Kst requires that the data sources  provide random access (so that you can 
move back in time, etc).  You could, as policy, assert that your data source 
only keeps around the previous N minutes of data, and going back before that 
would return NaNs or something like that.  The stdin data source (which you 
use below) doesn't do this: instead it keeps all the data that hits kst from 
when you start until you quit.  So you eventually can hit a memory limit - 
soon or not depending on your data rate.

> It shouldn't be a problem, our data tends to in 'skinny vector' form: lots
> of rows, few columns. If it grows to a few dozen mb it is still way less
> than my emacs or firefox session :)
>
> | > My data can come in at maybe 200 to 300 updates per second at peak. I
> | > also
>
> I forgot to stress that the median is more like 10 to 20 to 30 updates a
> second. Which should be doable. During peaks we can easily drop a few
> updates.  So the file-based approach has a lot going for it in terms of
> testing and experimentation.

Usually we have kst updating itself every 250ms, reading whatever data has 
been written to the data source since the last update.  This yields 4Hz plot 
updates, but no missed data...

> And while out running earlier this morning, it occurred to me that kst,
> with the dual focus on the command-line, is probably well behaved in the
> Unix tradition and takes takes stdin as a filename -- and indeed, the
> following simple R/shell script generates suitable data with C times and
> random gaussian noise:
>
> edd at basebud:~> cat /tmp/kstdemo.sh
> #!/bin/sh
>
> cat <<EOF | R --slave
> options('digits'=14)
> options('digits.secs'=4)
> while(1) {
>    cat(as.numeric(Sys.time()), 100+3*rnorm(1),'\n')
>    Sys.sleep(0.005)
> }
> EOF
>
> [ options() sets the needed display granularity for the C time, and
> activates the display of milli seconds -- that last feature needs R 2.3.0,
> due tomorrow, or any of the recent pre-releases -- and we add a 5
> millisecond sleep to not drown kst ]
>
> which we can pipe into kst via a simple
>
> edd at basebud:~> /tmp/kstdemo.sh | kst -x 1 -y 2 -
>
> Very sleek!!  All that is left is to tell kst to take X values as C time
> and to show them in a suitable format, as you kindly reminded me yesterday.
>
> So all I have to do at work is to replace kstdemo.sh with a command-line
> tool that listen to our data --- easy as I just wrote one of those for
> other purposes.  Very nice -- pluggable Unix toolchains save the day.

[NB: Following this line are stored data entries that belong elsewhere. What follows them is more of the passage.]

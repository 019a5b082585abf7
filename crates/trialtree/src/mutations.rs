//! Tree mutations: create datasets, subjects and trials, delete folders.
//!
//! Creation writes the same reserved marker objects the classifier looks
//! for. After each write the affected listings are scheduled for refresh;
//! stale entries stay visible until the refresh lands.

use crate::error::{Result, TrialTreeError};
use crate::paths;
use crate::reserved::{self, DATASET_MARKER, SUBJECT_MARKER, TRIALS_FOLDER, TRIAL_MARKER};
use crate::session::DirectorySession;
use crate::storage::ObjectStore;
use crate::view_state::SubjectViewState;
use std::path::{Path, PathBuf};
use std::sync::Arc;
use tracing::{info, warn};

/// Body of every marker object.
const EMPTY_MARKER: &str = "{}";

impl<S: ObjectStore + 'static> DirectorySession<S> {
    /// Mark `path` as a dataset by writing `_dataset.json`.
    pub async fn create_dataset(&self, path: &str) -> Result<()> {
        self.write_marker(path, DATASET_MARKER).await?;
        info!(path = %paths::normalize(path), "created dataset");
        Ok(())
    }

    /// Mark `path` as a subject by writing `_subject.json`.
    pub async fn create_subject(&self, path: &str) -> Result<()> {
        self.write_marker(path, SUBJECT_MARKER).await?;
        info!(path = %paths::normalize(path), "created subject");
        Ok(())
    }

    /// Create `<subject>/trials/<name>` and return its path.
    ///
    /// Only the `_trial.json` write is awaited. Marker and force files are
    /// uploaded in the background under their reserved names, chosen by
    /// extension; the subject's view state counts them while they run. A file
    /// with an unsupported extension, or two files that would land on the same
    /// reserved name, fail the call before anything is written.
    pub async fn create_trial(
        &self,
        subject: &str,
        name: &str,
        markers: Option<&Path>,
        grf: Option<&Path>,
    ) -> Result<String> {
        if !paths::is_valid_segment(name) {
            return Err(TrialTreeError::invalid_key(name, "trial name must be a single path segment"));
        }

        let mut uploads = Vec::new();
        for source in markers.into_iter().chain(grf) {
            let file_name = source
                .file_name()
                .map(|n| n.to_string_lossy().into_owned())
                .unwrap_or_default();
            let target = reserved::marker_target_name(&file_name)
                .ok_or_else(|| TrialTreeError::UnsupportedMarkerFile(source.display().to_string()))?;
            if uploads.iter().any(|(_, taken)| *taken == target) {
                return Err(TrialTreeError::invalid_key(
                    target,
                    "markers and grf files map to the same object",
                ));
            }
            uploads.push((source.to_path_buf(), target));
        }

        let trial_path = paths::normalize(&paths::join(&paths::join(subject, TRIALS_FOLDER), name))
            .to_string();
        self.write_marker(&trial_path, TRIAL_MARKER).await?;
        info!(path = %trial_path, uploads = uploads.len(), "created trial");

        let view_state = self.view_state(subject);
        for (source, target) in uploads {
            let key = paths::join(&trial_path, target);
            self.spawn_upload(key, source, &trial_path, Arc::clone(&view_state));
        }
        Ok(trial_path)
    }

    /// Delete every object under `path`. Returns the number removed.
    pub async fn delete_folder(&self, path: &str) -> Result<usize> {
        let logical = paths::normalize(path);
        if logical.is_empty() {
            return Err(TrialTreeError::invalid_key(path, "refusing to delete the store root"));
        }
        let removed = self.store.delete_by_prefix(logical).await?;
        let dropped = self.cache.remove_prefix(logical);
        if let Some(parent) = paths::parent(logical) {
            self.cache.schedule_refresh(parent);
        }
        info!(path = %logical, removed, listings_dropped = dropped, "deleted folder");
        Ok(removed)
    }

    async fn write_marker(&self, dir: &str, marker: &str) -> Result<()> {
        let logical = paths::normalize(dir);
        if logical.is_empty() {
            return Err(TrialTreeError::invalid_key(dir, "marker needs a folder"));
        }
        self.store
            .upload_text(&paths::join(logical, marker), EMPTY_MARKER)
            .await?;
        self.cache.schedule_refresh(logical);
        if let Some(parent) = paths::parent(logical) {
            self.cache.schedule_refresh(parent);
        }
        Ok(())
    }

    fn spawn_upload(
        &self,
        key: String,
        source: PathBuf,
        trial_path: &str,
        view_state: Arc<SubjectViewState>,
    ) {
        let store = Arc::clone(&self.store);
        let cache = Arc::clone(&self.cache);
        let trial_path = trial_path.to_string();
        view_state.upload_started();
        tokio::spawn(async move {
            match store.upload_file(&key, &source).await {
                Ok(()) => {
                    info!(key = %key, source = %source.display(), "upload finished");
                    cache.schedule_refresh(&trial_path);
                }
                Err(e) => {
                    warn!(key = %key, source = %source.display(), error = %e, "upload failed");
                }
            }
            view_state.upload_finished();
        });
    }
}
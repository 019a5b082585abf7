//! Path normalization for cache keys.
//!
//! Every cache lookup goes through these helpers. Paths arrive from callers in
//! several shapes (`/data/subj1`, `data/subj1/`, `data/subj1`); the cache only
//! ever sees directory keys of the form `data/subj1/` (root is `""`). A key that
//! is trimmed differently silently misses the cache and reads as `loading`, so
//! no other module builds keys by hand.

/// Strip a single leading slash.
pub fn strip_leading(path: &str) -> &str {
    path.strip_prefix('/').unwrap_or(path)
}

/// Logical form of a path: no leading slash, no trailing slash.
///
/// `"/data/subj1/"` -> `"data/subj1"`, `"/"` -> `""`.
pub fn normalize(path: &str) -> &str {
    strip_leading(path).trim_end_matches('/')
}

/// Directory-style cache key: no leading slash, exactly one trailing slash.
/// The root directory is the empty string.
pub fn dir_key(path: &str) -> String {
    let logical = normalize(path);
    if logical.is_empty() {
        String::new()
    } else {
        format!("{}/", logical)
    }
}

/// Key of an object directly inside `dir`.
pub fn join(dir: &str, name: &str) -> String {
    let mut key = dir_key(dir);
    key.push_str(name.trim_start_matches('/'));
    key
}

/// Last segment of a path, ignoring a trailing slash.
pub fn basename(path: &str) -> &str {
    let logical = normalize(path);
    logical.rsplit('/').next().unwrap_or(logical)
}

/// Parent of a path in logical form. The root has no parent.
pub fn parent(path: &str) -> Option<&str> {
    let logical = normalize(path);
    if logical.is_empty() {
        return None;
    }
    Some(logical.rsplit_once('/').map(|(head, _)| head).unwrap_or(""))
}

/// All strict ancestors of a path, nearest first, ending with the root.
pub fn ancestors(path: &str) -> Vec<&str> {
    let mut out = Vec::new();
    let mut current = parent(path);
    while let Some(p) = current {
        out.push(p);
        current = parent(p);
    }
    out
}

/// True when `name` can be used as a single path segment.
pub fn is_valid_segment(name: &str) -> bool {
    !name.is_empty() && name != "." && name != ".." && !name.contains('/')
}
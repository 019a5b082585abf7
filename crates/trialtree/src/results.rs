//! Segment results written by the processing server.
//!
//! Read by presentation code only. Classification and status never look at
//! file contents; only the presence of `_results.json` matters to them.

use serde::{Deserialize, Serialize};

/// Processing stage outcome as reported per fitting pass.
#[derive(Debug, Clone, Copy, PartialEq, Eq, Default, Serialize, Deserialize)]
#[serde(rename_all = "SCREAMING_SNAKE_CASE")]
pub enum ProcessingStatus {
    #[default]
    NotStarted,
    InProgress,
    Finished,
    Error,
}

/// Contents of `trials/<trial>/segment_<n>/_results.json`.
///
/// Field names follow the server's JSON (including its `dynanimcs` spelling).
#[derive(Debug, Clone, PartialEq, Default, Serialize, Deserialize)]
#[serde(default)]
pub struct SegmentResults {
    #[serde(rename = "trialName")]
    pub trial_name: String,
    pub start_frame: u64,
    pub start: f64,
    pub end_frame: u64,
    pub end: f64,

    #[serde(rename = "kinematicsStatus")]
    pub kinematics_status: ProcessingStatus,
    #[serde(rename = "kinematicsAvgRMSE")]
    pub kinematics_avg_rmse: Option<f64>,
    #[serde(rename = "kinematicsAvgMax")]
    pub kinematics_avg_max: Option<f64>,
    #[serde(rename = "kinematicsPerMarkerRMSE")]
    pub kinematics_per_marker_rmse: Option<Vec<(String, f64)>>,

    #[serde(rename = "dynamicsStatus")]
    pub dynamics_status: ProcessingStatus,
    #[serde(rename = "dynanimcsAvgRMSE")]
    pub dynamics_avg_rmse: Option<f64>,
    #[serde(rename = "dynanimcsAvgMax")]
    pub dynamics_avg_max: Option<f64>,
    #[serde(rename = "dynanimcsPerMarkerRMSE")]
    pub dynamics_per_marker_rmse: Option<Vec<(String, f64)>>,

    #[serde(rename = "linearResiduals")]
    pub linear_residuals: Option<f64>,
    #[serde(rename = "angularResiduals")]
    pub angular_residuals: Option<f64>,
    #[serde(rename = "totalTimestepsWithGRF")]
    pub total_timesteps_with_grf: Option<u64>,
    #[serde(rename = "totalTimestepsMissingGRF")]
    pub total_timesteps_missing_grf: Option<u64>,

    #[serde(rename = "goldAvgRMSE")]
    pub gold_avg_rmse: Option<f64>,
    #[serde(rename = "goldAvgMax")]
    pub gold_avg_max: Option<f64>,
    #[serde(rename = "goldPerMarkerRMSE")]
    pub gold_per_marker_rmse: Option<Vec<(String, f64)>>,

    #[serde(rename = "hasMarkers")]
    pub has_markers: bool,
    #[serde(rename = "hasForces")]
    pub has_forces: bool,
    #[serde(rename = "hasError")]
    pub has_error: bool,
    #[serde(rename = "errorMsg")]
    pub error_msg: Option<String>,
    #[serde(rename = "hasMarkerWarnings")]
    pub has_marker_warnings: bool,
}

impl SegmentResults {
    pub fn parse(json: &str) -> crate::Result<Self> {
        Ok(serde_json::from_str(json)?)
    }

    /// Frames covered by the segment.
    pub fn frame_count(&self) -> u64 {
        self.end_frame.saturating_sub(self.start_frame)
    }

    pub fn duration_secs(&self) -> f64 {
        (self.end - self.start).max(0.0)
    }

    /// Fraction of timesteps with ground reaction force data, if reported.
    pub fn grf_coverage(&self) -> Option<f64> {
        let with = self.total_timesteps_with_grf?;
        let missing = self.total_timesteps_missing_grf.unwrap_or(0);
        let total = with + missing;
        (total > 0).then(|| with as f64 / total as f64)
    }

    /// Marker with the largest kinematic RMSE.
    pub fn worst_marker(&self) -> Option<(&str, f64)> {
        self.kinematics_per_marker_rmse
            .as_ref()?
            .iter()
            .max_by(|a, b| a.1.total_cmp(&b.1))
            .map(|(name, rmse)| (name.as_str(), *rmse))
    }
}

Just keep in mind that all data hitting kst will be cached, eventually filling 
up virtual memory.  I prefer to explicitly cache to disk with the logger, and 
re-read from kst:

edd at basebud:~> /tmp/kstdemo.sh > tmp.dat &
edd at basebud:~> kst -x 1 -y 2 tmp.dat

the file system will make sure that you never actually read from disk unless 
you go back before things are buffered... so the performance is going to be 
basically indestinguishable (sp).

> | > may want to view and relate several such streams.  As a start, I should
> | > be able to plug into that data pretty easily via code that listens to
> | > our data streams and emits csv data (for which I may just have to
> | > reformat the time stamp to get suitable 'ctime' seconds for kst).
> | >
> | > However, for efficiency, could I just 'listen' to data that is not
> | > coming via files -- without re-architecting kst?  It just doesn't seem
> | > right to divert all that data to file only to read it back later.  (I
> | > should note that we already have existing logging and capturing
> | > mechanisms.)
> |
> | As you state, you already log and capture your data.  The 'standard' kst
> | (as in it's how kst was originally intended) way of doing things is to
> | have kst read the data from the logs.  It is true that you are diverting
> | "all of that data to file only to read it back later," but 'later' may
> | be milliseconds, not seconds (or longer), provided the logger flushes
>
> It may matter how many milliseconds I am behind. Shaving the 'write to
> file, read from file' cycle seems like an obvious improvement. Stdin is a
> good alternative as we're down to 'format/print, read, parse'. Passing
> binary data around could improve this. I'll have to see if I need it.

kst can read a couple of very light weight binary formats designed for this.  
If you decide to go binary, let us know and we can describe them.

Remember, on each update, kst will only be reading the unread data; at a 20 Hz 
aquisition rate and only a few vectors, this will be no trouble I would 
guess.  We read dozens of channels at a 100Hz/channel aquisition rate.

> | the file it's writing at regular (as fast as you want) intervals.  As
> | long as kst can read the type of file that the 'logger' generates, kst
> | can plot the data 'real time' with new data appearing on the plot 'as
> | soon' as it is captured and written by the logger, where 'as soon' is
> | defined as with an on order 100 milliseconds delay.
>
> I take it the file reader is 'smart' and has a file pointer to not re-read
> everything from the beginning?  
> Or is that handled inside kst via the 
> KstObject::UPDATE vs KstObject::NO_CHANGE and the plugin has to figure out
> how to be efficient?

kst only asks the data source for data that it hasn't read yet.

> | Of course, if you don't want to log all data, then this forces you to
> | log some data you don't need, but you can easily delete it at a later
> | time.  However, versus the method where the kst datasource reads the
> | captured data itself into memory, it gives you the added benefit that
> | you may look at data that occurred before that kst instance was started,
> | including just before.
> |
> | Whichever route you choose, let us know how you're doing, and we'll help
> | out wherever we can.  Good luck.
>
> Thanks a bunch -- you've already been very helpful.
>
> Regards, Dirk

what is your data?

cbn